From Amazon.com
Having proven he can write hard-nosed noir with 2001's
Hardcase, prolific genre-crossing author Dan Simmons reintroduces his gritty protagonist Joe Kurtz and promptly pitches him into the icy waters of
Hard Freeze. Two pages into the book, the ex-private investigator is just minding his business on the frozen streets of Buffalo and already he's got a contract on his head. As Kurtz says, "It was shaping up to be an especially tough winter." When he finds out who the money behind the hit is, Joe's already outgunned and outmanned but never outsmarted. This wily warrior is always one step ahead of whoever is chasing him, be they crooked cops, calculating serial killers, corpulent mob bosses, or not-so-distressed damsels.

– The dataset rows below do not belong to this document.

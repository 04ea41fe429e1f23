//! Introspection and conversion tools for objz mesh streams.
//!
//! This crate provides utilities for understanding and reworking encoded
//! streams:
//!
//! - Inspect the header, event mix and float coding paths of a stream
//! - Dump decoded events as JSON or as OBJ-like text
//! - Recompress a stream with a different float cache size
//!
//! # Design Principles
//!
//! - **First-class tooling** - These tools are part of the product, not afterthoughts.
//! - **Human-readable output** - Make it easy to understand what the codec is doing.

use std::fmt::Write as _;

use anyhow::{Context, Result};
use codec::{
    Decoder, Encoder, EncoderConfig, EventRecorder, Limits, MeshEvent, StreamHeader, StreamStats,
};
use serde::Serialize;

/// Summary of one encoded stream.
#[derive(Debug, Clone, Serialize)]
pub struct InspectReport {
    pub version: u8,
    pub float_bits: u8,
    pub total_bytes: usize,
    pub payload_bits: u64,
    pub objects: Vec<String>,
    pub events: Vec<EventCount>,
    pub repeats: u64,
    pub floats: FloatReport,
}

#[derive(Debug, Clone, PartialEq, Eq, Serialize)]
pub struct EventCount {
    pub kind: &'static str,
    pub count: u64,
}

#[derive(Debug, Clone, Copy, PartialEq, Eq, Serialize)]
pub struct FloatReport {
    pub exact: u64,
    pub delta: u64,
    pub literal: u64,
}

impl InspectReport {
    fn new(
        header: StreamHeader,
        total_bytes: usize,
        stats: &StreamStats,
        objects: Vec<String>,
    ) -> Self {
        Self {
            version: header.version,
            float_bits: header.float_bits,
            total_bytes,
            payload_bits: stats.payload_bits,
            objects,
            events: stats
                .iter()
                .map(|(kind, count)| EventCount {
                    kind: kind.name(),
                    count,
                })
                .collect(),
            repeats: stats.repeats,
            floats: FloatReport {
                exact: stats.floats.exact,
                delta: stats.floats.delta,
                literal: stats.floats.literal,
            },
        }
    }

    /// Average payload bits spent per float, if any float was coded.
    #[must_use]
    pub fn bits_per_float(&self) -> Option<f64> {
        let floats = self.floats.exact + self.floats.delta + self.floats.literal;
        (floats > 0).then(|| self.payload_bits as f64 / floats as f64)
    }
}

/// Decodes `bytes` and summarises the stream.
pub fn inspect_stream(bytes: &[u8], limits: &Limits) -> Result<InspectReport> {
    let (header, stats, events) = decode(bytes, limits)?;
    let objects = events
        .into_iter()
        .filter_map(|event| match event {
            MeshEvent::BeginObject { name } => Some(name),
            _ => None,
        })
        .collect();
    Ok(InspectReport::new(header, bytes.len(), &stats, objects))
}

/// Decoded events of a stream, for JSON output.
#[derive(Debug, Clone, Serialize)]
pub struct DumpOutput {
    pub float_bits: u8,
    pub events: Vec<MeshEvent>,
}

/// Decodes `bytes` into owned events.
pub fn dump_stream(bytes: &[u8], limits: &Limits) -> Result<DumpOutput> {
    let (header, _, events) = decode(bytes, limits)?;
    Ok(DumpOutput {
        float_bits: header.float_bits,
        events,
    })
}

/// Renders events as OBJ-like text, one statement per line.
///
/// Indices are printed as stored; absent texture coordinate and normal
/// indices are left empty in `v/vt/vn` triplets.
#[must_use]
pub fn format_events_pretty(events: &[MeshEvent]) -> String {
    let mut out = String::new();
    for event in events {
        // Writing to a String cannot fail.
        let _ = match event {
            MeshEvent::BeginObject { name } => writeln!(out, "o {name}"),
            MeshEvent::EndObject => writeln!(out, "# end object"),
            MeshEvent::Vertex { x, y, z, w } => writeln!(out, "v {x} {y} {z} {w}"),
            MeshEvent::ParamVertex { u, v, w, q } => writeln!(out, "vp {u} {v} {w} {q}"),
            MeshEvent::Normal { x, y, z, w } => writeln!(out, "vn {x} {y} {z} {w}"),
            MeshEvent::TextureVertex { u, v, w } => writeln!(out, "vt {u} {v} {w}"),
            MeshEvent::Face {
                vertices,
                texcoords,
                normals,
            } => writeln!(out, "f {}", triplets(vertices, texcoords, normals)),
            MeshEvent::Line {
                vertices,
                texcoords,
            } => writeln!(out, "l {}", triplets(vertices, texcoords, &[])),
            MeshEvent::Points { vertices } => writeln!(out, "p {}", triplets(vertices, &[], &[])),
            MeshEvent::EndOfData => writeln!(out, "# end of data"),
        };
    }
    out
}

fn triplets(vertices: &[i32], texcoords: &[i32], normals: &[i32]) -> String {
    let present = |list: &[i32], i: usize| {
        list.get(i)
            .copied()
            .filter(|&index| index != codec::ABSENT)
    };
    vertices
        .iter()
        .enumerate()
        .map(|(i, v)| match (present(texcoords, i), present(normals, i)) {
            (None, None) => v.to_string(),
            (Some(t), None) => format!("{v}/{t}"),
            (None, Some(n)) => format!("{v}//{n}"),
            (Some(t), Some(n)) => format!("{v}/{t}/{n}"),
        })
        .collect::<Vec<_>>()
        .join(" ")
}

/// Re-encodes a stream with `config`, returning the new bytes and their stats.
pub fn recompress(
    bytes: &[u8],
    limits: &Limits,
    config: EncoderConfig,
) -> Result<(Vec<u8>, StreamStats)> {
    let mut encoder = Encoder::create(Vec::new(), config).context("open encoder")?;
    Decoder::new(*limits)
        .parse_bytes(bytes, &mut encoder)
        .context("decode stream")?;
    let out = encoder.close().context("finish stream")?;
    Ok((out, encoder.stats().clone()))
}

fn decode(bytes: &[u8], limits: &Limits) -> Result<(StreamHeader, StreamStats, Vec<MeshEvent>)> {
    let mut decoder = Decoder::new(*limits);
    let mut recorder = EventRecorder::new();
    let header = decoder
        .parse_bytes(bytes, &mut recorder)
        .context("decode stream")?;
    Ok((header, decoder.stats().clone(), recorder.into_events()))
}

#[cfg(test)]
mod tests {
    use super::*;
    use codec::encode_events;

    fn sample() -> Vec<u8> {
        let events = vec![
            MeshEvent::BeginObject {
                name: "quad".into(),
            },
            MeshEvent::Vertex {
                x: 0.0,
                y: 0.0,
                z: 1.0,
                w: 1.0,
            },
            MeshEvent::Vertex {
                x: 1.0,
                y: 0.0,
                z: 1.0,
                w: 1.0,
            },
            MeshEvent::Face {
                vertices: vec![1, 2, 3],
                texcoords: vec![],
                normals: vec![1, 1, 1],
            },
            MeshEvent::Line {
                vertices: vec![1, 2],
                texcoords: vec![4, -1],
            },
        ];
        encode_events(&events, EncoderConfig::default()).unwrap()
    }

    #[test]
    fn inspect_counts_events() {
        let report = inspect_stream(&sample(), &Limits::for_testing()).unwrap();
        assert_eq!(report.float_bits, 8);
        assert_eq!(report.objects, vec!["quad".to_string()]);
        assert!(report.events.contains(&EventCount {
            kind: "vertex3",
            count: 2
        }));
        assert_eq!(report.repeats, 1);
        assert_eq!(report.floats.literal + report.floats.exact + report.floats.delta, 6);
        assert!(report.bits_per_float().is_some());
    }

    #[test]
    fn dump_serializes_to_tagged_json() {
        let dump = dump_stream(&sample(), &Limits::for_testing()).unwrap();
        let json = serde_json::to_value(&dump).unwrap();
        assert_eq!(json["events"][0]["type"], "begin_object");
        assert_eq!(json["events"][0]["name"], "quad");
    }

    #[test]
    fn json_dump_reads_back_exactly() {
        let events = vec![
            MeshEvent::Vertex {
                x: f32::from_bits(0x7FC0_1234),
                y: 0.1,
                z: f32::INFINITY,
                w: f32::NEG_INFINITY,
            },
            MeshEvent::TextureVertex {
                u: 0.5,
                v: 1e-30,
                w: 3.0,
            },
        ];
        let bytes = encode_events(&events, EncoderConfig::default()).unwrap();
        let dump = dump_stream(&bytes, &Limits::for_testing()).unwrap();

        let json = serde_json::to_string(&dump.events).unwrap();
        assert!(json.contains("\"x\":\"0x7FC01234\""));
        assert!(json.contains("\"z\":\"0x7F800000\""));
        let parsed: Vec<MeshEvent> = serde_json::from_str(&json).unwrap();
        assert_eq!(parsed, dump.events);
        assert_eq!(&parsed[..2], &events[..]);
    }

    #[test]
    fn pretty_output_uses_obj_statements() {
        let dump = dump_stream(&sample(), &Limits::for_testing()).unwrap();
        let text = format_events_pretty(&dump.events);
        assert!(text.contains("o quad\n"));
        assert!(text.contains("f 1//1 2//1 3//1\n"));
        assert!(text.contains("l 1/4 2\n"));
    }

    #[test]
    fn recompress_keeps_events() {
        let original = sample();
        let config = EncoderConfig::new().with_float_bits(12);
        let (wide, stats) = recompress(&original, &Limits::for_testing(), config).unwrap();
        assert_eq!(wide[5], 12);
        assert_eq!(stats.event_count(codec::EventKind::Vertex3), 2);
        let before = dump_stream(&original, &Limits::for_testing()).unwrap();
        let after = dump_stream(&wide, &Limits::for_testing()).unwrap();
        assert_eq!(before.events, after.events);
    }

    #[test]
    fn corrupt_stream_reports_context() {
        let mut bytes = sample();
        bytes[0] = b'X';
        let err = inspect_stream(&bytes, &Limits::for_testing()).unwrap_err();
        assert!(format!("{err:#}").contains("decode stream"));
    }
}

Simmons has crafted a perfectly ruthless crime novel with a relentless pace that doesn't let up until the final page. The single-minded Joe Kurtz is a wonderfully flawed and deliciously soiled noir icon. He's smart, salty, literate, smushy in all the right places, and not somebody to cross. In all, Hard Freeze is a fast-paced thriller that successfully interweaves amazingly disparate plot threads in an explosive--really explosive--climax. --Jeremy Pugh
From Publishers Weekly
Hannibal Lecter meets the Godfather in multitalented Simmons's hard, brutal crime thriller, set in Buffalo, N.Y., and second in the series after Hardcase (2001). Ex-private eye Kurtz, recently released from prison after serving 11 years for killing the murderers of his beautiful partner, Samantha Fielding, finds himself stalked by the Attica Three Stooges Moe, Larry and Curly. After a bloody shootout that leaves one Stooge dead, Kurtz takes Curly for a ride in a speeding car and says: "You can take one in the head.... Then I dump you. You can take one in the belly, maybe we crash. Or you can take a chance and tuck and roll. Plus, there's some snow out there. Probably as soft as a goosedown pillow." Exit Curly. Kurtz soon learns that he's been marked for death by a local Mafia don and that the man actually responsible for Samantha's death is alive and well. And that's just for starters. Meanwhile, Kurtz is approached by John Wellington Frears, a world-famous violinist dying of colon cancer, to find his daughter's murderer a serial child-killer so adept at changing identities he could give lessons to Ferdinand Demara, the Great Impostor. Violent, fast-paced, with a high body count and plenty of sanguinary and pyrotechnic detail, this high-octane thriller should please both hard-boiled addicts and Simmons devotees. Whatever qualms one may have about Kurtz surely one of the darkest, most amoral protagonists of recent crime fiction it's Simmons at his hard-driving best.